Therefore, the class instances have only two states: successfully trained and failed training (we'll see this later).

The implementation does not assume that every episode (or training cycle) will be successful. At the completion of training, the ratio of labels over the initial training set is computed. The client code is responsible for evaluating the quality of the model by testing the ratio (see the model evaluation section).

The constructor takes the configuration of the algorithm (that is, config), the search space (that is, qlSpace), and the policy (that is, qlPolicy) parameters and creates a Q-learning algorithm:

final class QLearning[T](conf: QLConfig,qlSpace: QLSpace[T],qlPolicy: QLPolicy)
    extends ETransform[QLState[T], QLState[T]](conf) with Monitor[Double]

The model is automatically created effectively if the minimum coverage is reached (or trained) during instantiation of the class, which is essentially a Q-learning model.

The following train() method is applied to each episode with randomly generated initial states. Then it computes the coverage (based on the minCoverage configuration value supplied by the conf object) as the number of episodes for each the goal state was reached:

private def train: Option[QLModel] = Try {
    val completions = Range(0, conf.numEpisodes).map(epoch => 
        if (heavyLiftingTrain (-1)) 1 else 0)
        .sum
        completions.toDouble / conf.numEpisodes
        }
    .filter(_ > conf.minCoverage).map(new QLModel(qlPolicy, _)).toOption;

In the preceding code block, the heavyLiftingTrain(state0: Int) method does the heavy lifting at each episode (or epoch). It triggers the search by selecting either the initial state state 0 or a random generator r with a new seed, if state0 is < 0.

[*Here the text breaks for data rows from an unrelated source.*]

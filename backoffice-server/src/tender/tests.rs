use super::*;
use shared::models::{
    AddItem, AddPayment, CreateOrder, MenuItemCreate, PrepArea, SeatPayment,
};

use crate::ledger::ItemLocks;
use crate::orders::OrderService;
use crate::recipes::RecipeBook;
use crate::stock::StockEngine;

struct Till {
    orders: OrderService,
    tender: TenderEngine,
}

/// A sent order whose grand total is `total`
fn sent_order(total: i64) -> (Till, Order) {
    let storage = Storage::open_in_memory().unwrap();
    let recipes = RecipeBook::new(storage.clone());
    let stock = StockEngine::new(storage.clone(), ItemLocks::new());
    let till = Till {
        orders: OrderService::new(storage.clone(), stock),
        tender: TenderEngine::new(storage),
    };
    let menu = recipes
        .create_menu_item(MenuItemCreate {
            venue_id: "v1".into(),
            name: "Tasting menu".into(),
            price: total,
            tax_rate_bps: 0,
            prep_area: PrepArea::Kitchen,
            recipe_id: None,
        })
        .unwrap();
    let session = till.orders.open_session("v1", "waiter").unwrap();
    let order = till
        .orders
        .create_order(
            CreateOrder {
                session_id: session.id,
                table_id: None,
                discount: 0,
            },
            "waiter",
        )
        .unwrap();
    till.orders
        .add_item(
            &order.id,
            AddItem {
                menu_item_id: menu.id,
                qty: 1,
                seat_no: None,
                course_no: None,
                instructions: None,
            },
        )
        .unwrap();
    let order = till.orders.send(&order.id).unwrap();
    (till, order)
}

fn pay(tender: TenderType, amount: i64, key: &str) -> AddPayment {
    AddPayment {
        tender_type: tender,
        amount,
        tip_amount: 0,
        seat_refs: Vec::new(),
        idempotency_key: key.into(),
    }
}

#[test]
fn test_idempotent_payment() {
    let (till, order) = sent_order(5000);

    let (p1, after) = till
        .tender
        .add_payment(&order.id, pay(TenderType::Cash, 5000, "K1"), "waiter")
        .unwrap();
    assert_eq!(p1.status, PaymentStatus::Completed);
    assert_eq!(after.status, OrderStatus::Paid);

    let (again, _) = till
        .tender
        .add_payment(&order.id, pay(TenderType::Cash, 5000, "K1"), "waiter")
        .unwrap();
    assert_eq!(again, p1);
    assert_eq!(till.tender.list_payments(&order.id).unwrap().len(), 1);

    let err = till
        .tender
        .add_payment(&order.id, pay(TenderType::Cash, 6000, "K1"), "waiter")
        .unwrap_err();
    assert!(matches!(err, TenderError::IdempotencyConflict(_)));
}

#[test]
fn test_split_equal_puts_remainder_last() {
    let (till, order) = sent_order(10001);
    let (payments, after) = till
        .tender
        .split_equal(
            &order.id,
            SplitEqual {
                n: 3,
                tender_type: TenderType::Cash,
                idempotency_key: "S1".into(),
            },
            "waiter",
        )
        .unwrap();
    let amounts: Vec<i64> = payments.iter().map(|p| p.amount).collect();
    assert_eq!(amounts, vec![3333, 3333, 3335]);
    assert!(payments.iter().all(|p| p.is_split));
    assert_eq!(after.status, OrderStatus::Paid);
}

#[test]
fn test_split_covers_remaining_balance() {
    let (till, order) = sent_order(10000);
    let (_, after) = till
        .tender
        .add_payment(&order.id, pay(TenderType::Cash, 4000, "K1"), "waiter")
        .unwrap();
    assert_eq!(after.status, OrderStatus::Partial);

    let (payments, after) = till
        .tender
        .split_equal(
            &order.id,
            SplitEqual {
                n: 2,
                tender_type: TenderType::Voucher,
                idempotency_key: "S1".into(),
            },
            "waiter",
        )
        .unwrap();
    assert_eq!(payments.iter().map(|p| p.amount).sum::<i64>(), 6000);
    assert_eq!(after.status, OrderStatus::Paid);
    assert_eq!(after.totals.balance, 0);
}

#[test]
fn test_card_payment_waits_for_confirmation() {
    let (till, order) = sent_order(2000);
    let (card, after) = till
        .tender
        .add_payment(&order.id, pay(TenderType::Card, 2000, "C1"), "waiter")
        .unwrap();
    assert_eq!(card.status, PaymentStatus::Pending);
    assert_eq!(after.status, OrderStatus::Sent);

    // Pending amount is reserved
    let err = till
        .tender
        .add_payment(&order.id, pay(TenderType::Cash, 1, "K2"), "waiter")
        .unwrap_err();
    assert!(matches!(err, TenderError::InvalidAmount(_)));

    let (card, after) = till.tender.confirm_payment(&card.id, true).unwrap();
    assert_eq!(card.status, PaymentStatus::Completed);
    assert_eq!(after.status, OrderStatus::Paid);

    let err = till.tender.confirm_payment(&card.id, true).unwrap_err();
    assert!(matches!(err, TenderError::PaymentState { .. }));
}

#[test]
fn test_declined_card_is_voided() {
    let (till, order) = sent_order(2000);
    let (card, _) = till
        .tender
        .add_payment(&order.id, pay(TenderType::Card, 2000, "C1"), "waiter")
        .unwrap();
    let (card, after) = till.tender.confirm_payment(&card.id, false).unwrap();
    assert_eq!(card.status, PaymentStatus::Voided);
    assert_eq!(after.status, OrderStatus::Sent);
}

#[test]
fn test_payment_requires_sent_order() {
    let (till, order) = sent_order(1000);
    let session = till.orders.get_session(&order.session_id).unwrap();
    let open = till
        .orders
        .create_order(
            CreateOrder {
                session_id: session.id,
                table_id: None,
                discount: 0,
            },
            "waiter",
        )
        .unwrap();
    let err = till
        .tender
        .add_payment(&open.id, pay(TenderType::Cash, 100, "K1"), "waiter")
        .unwrap_err();
    assert!(matches!(err, TenderError::OrderState { .. }));
}

#[test]
fn test_split_by_seat() {
    let (till, order) = sent_order(9000);
    let seat = |seats: Vec<u32>, amount| SeatPayment {
        seat_refs: seats,
        tender_type: TenderType::Cash,
        amount,
    };

    let err = till
        .tender
        .split_by_seat(
            &order.id,
            SplitBySeat {
                seat_payments: vec![seat(vec![1, 2], 3000), seat(vec![2], 3000)],
                idempotency_key: "B1".into(),
            },
            "waiter",
        )
        .unwrap_err();
    assert!(matches!(err, TenderError::Split(_)));

    let (payments, after) = till
        .tender
        .split_by_seat(
            &order.id,
            SplitBySeat {
                seat_payments: vec![seat(vec![1, 2], 6000), seat(vec![3], 3000)],
                idempotency_key: "B2".into(),
            },
            "waiter",
        )
        .unwrap();
    assert_eq!(payments.len(), 2);
    assert_eq!(payments[0].seat_refs, vec![1, 2]);
    assert_eq!(after.status, OrderStatus::Paid);
}

#[test]
fn test_void_payment_blocked_after_close() {
    let (till, order) = sent_order(1500);
    let (p, _) = till
        .tender
        .add_payment(&order.id, pay(TenderType::Cash, 1500, "K1"), "waiter")
        .unwrap();
    till.orders.close(&order.id).unwrap();

    let err = till.tender.void_payment(&p.id).unwrap_err();
    assert!(matches!(err, TenderError::OrderState { .. }));
}

#[test]
fn test_tip_amendment_recorded() {
    let (till, order) = sent_order(1500);
    let (p, _) = till
        .tender
        .add_payment(&order.id, pay(TenderType::Cash, 1500, "K1"), "waiter")
        .unwrap();
    let tip = till
        .tender
        .add_tip(
            &p.id,
            AddTip {
                tip_amount: 200,
                pooled: true,
            },
            "waiter",
        )
        .unwrap();
    assert!(tip.pooled);
    assert_eq!(till.tender.get_payment(&p.id).unwrap().tip_amount, 200);
    // Tips do not count towards settlement
    let order = till.orders.get_order(&order.id).unwrap();
    assert_eq!(order.totals.paid, 1500);
}
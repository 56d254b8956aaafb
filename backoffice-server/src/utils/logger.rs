//! Logging Infrastructure
//!
//! Console output (text or JSON) filtered by `RUST_LOG`, falling back to the
//! configured level, plus an optional daily rolling JSON file.

use tracing_appender::non_blocking::WorkerGuard;
use tracing_subscriber::layer::SubscriberExt;
use tracing_subscriber::util::SubscriberInitExt;
use tracing_subscriber::{EnvFilter, Layer, Registry, fmt};

type BoxedLayer = Box<dyn Layer<Registry> + Send + Sync>;

/// Install the global subscriber
///
/// The returned guard flushes the file writer on drop; keep it alive for
/// the lifetime of the process. Calling this twice is a no-op.
pub fn init_logger(level: &str, json: bool, log_dir: Option<&str>) -> Option<WorkerGuard> {
    let filter = EnvFilter::try_from_default_env().unwrap_or_else(|_| EnvFilter::new(level));

    let mut layers: Vec<BoxedLayer> = Vec::new();
    if json {
        layers.push(fmt::layer().json().with_current_span(false).boxed());
    } else {
        layers.push(fmt::layer().with_target(false).boxed());
    }

    let mut guard = None;
    if let Some(dir) = log_dir {
        match std::fs::create_dir_all(dir) {
            Ok(()) => {
                let appender = tracing_appender::rolling::daily(dir, "backoffice-server");
                let (writer, file_guard) = tracing_appender::non_blocking(appender);
                layers.push(fmt::layer().json().with_ansi(false).with_writer(writer).boxed());
                guard = Some(file_guard);
            }
            Err(e) => eprintln!("Log directory {dir} unavailable, file logging disabled: {e}"),
        }
    }

    if tracing_subscriber::registry()
        .with(layers)
        .with(filter)
        .try_init()
        .is_err()
    {
        return None;
    }
    guard
}
//! Authentication middleware
//!
//! [`require_auth`] verifies the bearer token of every `/api/` request and
//! stores the caller in the request extensions; [`require_permission`]
//! guards a router on one permission.

use axum::extract::{FromRequestParts, Request, State};
use axum::middleware::Next;
use axum::response::Response;
use shared::error::AppError;

use super::CurrentUser;
use crate::core::ServerState;

/// Paths reachable without a token
fn is_public(path: &str) -> bool {
    !path.starts_with("/api/") || path == "/api/health"
}

pub async fn require_auth(
    State(state): State<ServerState>,
    req: Request,
    next: Next,
) -> Result<Response, AppError> {
    if req.method() == http::Method::OPTIONS || is_public(req.uri().path()) {
        return Ok(next.run(req).await);
    }

    let (mut parts, body) = req.into_parts();
    CurrentUser::from_request_parts(&mut parts, &state).await?;
    Ok(next.run(Request::from_parts(parts, body)).await)
}

/// Route layer refusing callers without `permission`
///
/// ```ignore
/// Router::new()
///     .route("/", get(handler::list))
///     .route_layer(middleware::from_fn(require_permission("inventory:read")));
/// ```
pub fn require_permission(
    permission: &'static str,
) -> impl Fn(
    Request,
    Next,
) -> std::pin::Pin<Box<dyn std::future::Future<Output = Result<Response, AppError>> + Send>>
+ Clone {
    move |req: Request, next: Next| {
        Box::pin(async move {
            let user = req
                .extensions()
                .get::<CurrentUser>()
                .ok_or_else(AppError::not_authenticated)?;

            if !user.has_permission(permission) {
                tracing::warn!(
                    target: "security",
                    user_id = %user.id,
                    required_permission = permission,
                    "Permission denied"
                );
                return Err(AppError::permission_denied(format!(
                    "Permission denied: {permission}"
                )));
            }

            Ok(next.run(req).await)
        })
    }
}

At first, it gets all the states adjacent to the current state, and then it selects the most rewarding of the list of adjacent states. If the next most rewarding state is a goal state, we are done. Otherwise, it recomputes the policy value for the state transition using the reward matrix (that is, QLPolicy.R).

For the recomputation, it applies the Q-learning updating formula by updating the Q-Value for the policy; then it invokes the search method with the new state and incremented iterator. Let's see the body of this method:

private def heavyLiftingTrain(state0: Int): Boolean = {
    @scala.annotation.tailrec
    def search(iSt: QLIndexedState[T]): QLIndexedState[T] = {
        val states = qlSpace.nextStates(iSt.state)
        if (states.isEmpty || iSt.iter >= conf.episodeLength)
            QLIndexedState(iSt.state, -1)
        else {
            val state = states.maxBy(s => qlPolicy.EQ(iSt.state.id, s.id))
            if (qlSpace.isGoal(state))
                QLIndexedState(state, iSt.iter)

            else {
                val fromId = iSt.state.id
                val r = qlPolicy.R(fromId, state.id)
                val q = qlPolicy.Q(fromId, state.id)
                val nq = q + conf.alpha * (r + conf.gamma * qlSpace.maxQ(state, qlPolicy) - q)
                count(QVALUE_COUNTER, nq)
                qlPolicy.setQ(fromId, state.id, nq)
                search(QLIndexedState(state, iSt.iter + 1))
                }
            }
        }

val finalState = search(QLIndexedState(qlSpace.init(state0), 0))
if (finalState.iter == -1)
    false
else
    qlSpace.isGoal(finalState.state)
    }
}

As a list of policies and training coverage is given, let us get the trained model:

private[this] val model: Option[QLModel] = train

Note that the preceding model is trained using the input data (see the class QLPolicy) used for training the Q-learning algorithm using the inline getInput() method:

def getInput: Seq[QLInput] = qlPolicy.input

Now we need to do one of the most important steps that will be used in our options trading application. Therefore, we need to retrieve the model for Q-learning as an option:

@inline
finaldef getModel: Option[QLModel] = model

The overall application fails if the model is not defined (see the validateConstraints() method for validation):

@inline
finaldef isModel: Boolean = model.isDefined
override def toString: String = qlPolicy.toString + qlSpace.toString

Then, a recursive computation of the next most rewarding state is performed using Scala tail recursion. The idea is to search among all states and recursively select the state with the most awards given for the best policy.

@scala.annotation.tailrec
private def nextState(iSt: QLIndexedState[T]): QLIndexedState[T] = {
            val states = qlSpace.nextStates(iSt.state)
            if (states.isEmpty || iSt.iter >= conf.episodeLength)
                iSt
            else {
                val fromId = iSt.state.id
                val qState = states.maxBy(s => model.map(_.bestPolicy.EQ(fromId, s.id)).getOrElse(-1.0))
                nextState(QLIndexedState[T](qState, iSt.iter + 1))
        }
}

In the preceding code block, the nextState() method retrieves the eligible states that can be transitioned to from the current state. Then it extracts the state, qState, with the most rewarding policy by incrementing the iteration counter. Finally, it returns the states if there are no more states or if the method does not converge within the maximum number of allowed iterations supplied by the config.episodeLength parameter.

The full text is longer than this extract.